Most of my friends today who pursue lives in music and art have day jobs that distract them from this pursuit. One friend, a marketing guy by day, rises at 5:00 a.m. each morning and spends an hour and a half in front of a typewriter writing poetry, or sometimes screenplays. Sometimes the words come easily and sometimes they fight him. But each day he spends that hour and a half in front of the keyboard, whether anything ends up on the page, or not.
Some years ago I read an account of how, when his children were young, Francis Ford Coppola challenged each of them to “do something creative every day.” As a result, Coppola family dinners were accompanied by lively recollections of the day’s serious and not-so-serious creative explorations.

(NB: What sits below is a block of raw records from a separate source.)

//! # storepro-db: Database Layer for StorePro
//!
//! SQLite persistence for the StorePro terminal, built on sqlx.
//!
//! ## Architecture Position
//! ```text
//! ┌─────────────────────────────────────────────────────────────────────────┐
//! │                       StorePro Data Flow                                │
//! │                                                                         │
//! │  Terminal session (commit, EOD query)                                   │
//! │       │                                                                 │
//! │       ▼                                                                 │
//! │  ┌─────────────────────────────────────────────────────────────────┐   │
//! │  │                   storepro-db (THIS CRATE)                      │   │
//! │  │                                                                 │   │
//! │  │   ┌───────────────┐    ┌───────────────┐    ┌──────────────┐   │   │
//! │  │   │   Database    │    │  Repositories │    │  Migrations  │   │   │
//! │  │   │   (pool.rs)   │    │               │    │  (embedded)  │   │   │
//! │  │   │               │    │ ProductRepo   │    │              │   │   │
//! │  │   │ SqlitePool    │◄───│ SaleRepo      │    │ 001_init.sql │   │   │
//! │  │   └───────────────┘    └───────────────┘    └──────────────┘   │   │
//! │  └─────────────────────────────────────────────────────────────────┘   │
//! │       │                                                                 │
//! │       ▼                                                                 │
//! │  SQLite file (WAL mode) — one per terminal                              │
//! └─────────────────────────────────────────────────────────────────────────┘
//! ```
//!
//! ## Module Organization
//!
//! - [`pool`] - Connection pool creation and configuration
//! - [`migrations`] - Embedded database migrations
//! - [`error`] - Database error types
//! - [`repository`] - Repository implementations (product, sale)
//!
//! ## Usage
//!
//! ```rust,ignore
//! use storepro_db::{Database, DbConfig};
//!
//! let db = Database::new(DbConfig::new("path/to/store.db")).await?;
//! let product = db.products().get_by_sku("FC-001").await?;
//! let sale = db.sales().save_sale_atomic(&new_sale).await?;
//! ```

// =============================================================================
// Module Declarations
// =============================================================================

pub mod error;
pub mod migrations;
pub mod pool;
pub mod repository;

// =============================================================================
// Re-exports
// =============================================================================

pub use error::{DbError, DbResult};
pub use pool::{Database, DbConfig};

// Repository re-exports for convenience
pub use repository::product::ProductRepository;
pub use repository::sale::SaleRepository;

Coppola knew that it wasn’t the actual result that mattered. Rather, it was all about the habit of making time every day to become sensitized in order to be receptive to creative inspiration.
When I joined an online photo sharing community in the spring of 2003, I figured that if I posted a single picture most every day of the year, I’d have at least a few at the end of each year of which I could be proud. I've been doing it for six years now. Some times I have a long string of pictures on a single theme, or from a single place. But some times, if there’s no backlog of photos to dip into, I’ll have to run out into the yard or look elsewhere in search of a subject. One day it was raining and I photographed my own foot. Two short series that resulted from the need to find something creative in every day, no matter how mundane, are Borders and At My Feet.
By the way, if you’re a fan of Seymour Chwast, there’s a wonderful new book just out about him. The book includes an introductory essay by Stephen Heller, another by Chwast’s wife, Paula Sher, and still another Q&A interview of Seymour Chwast conducted by Seymour Chwast.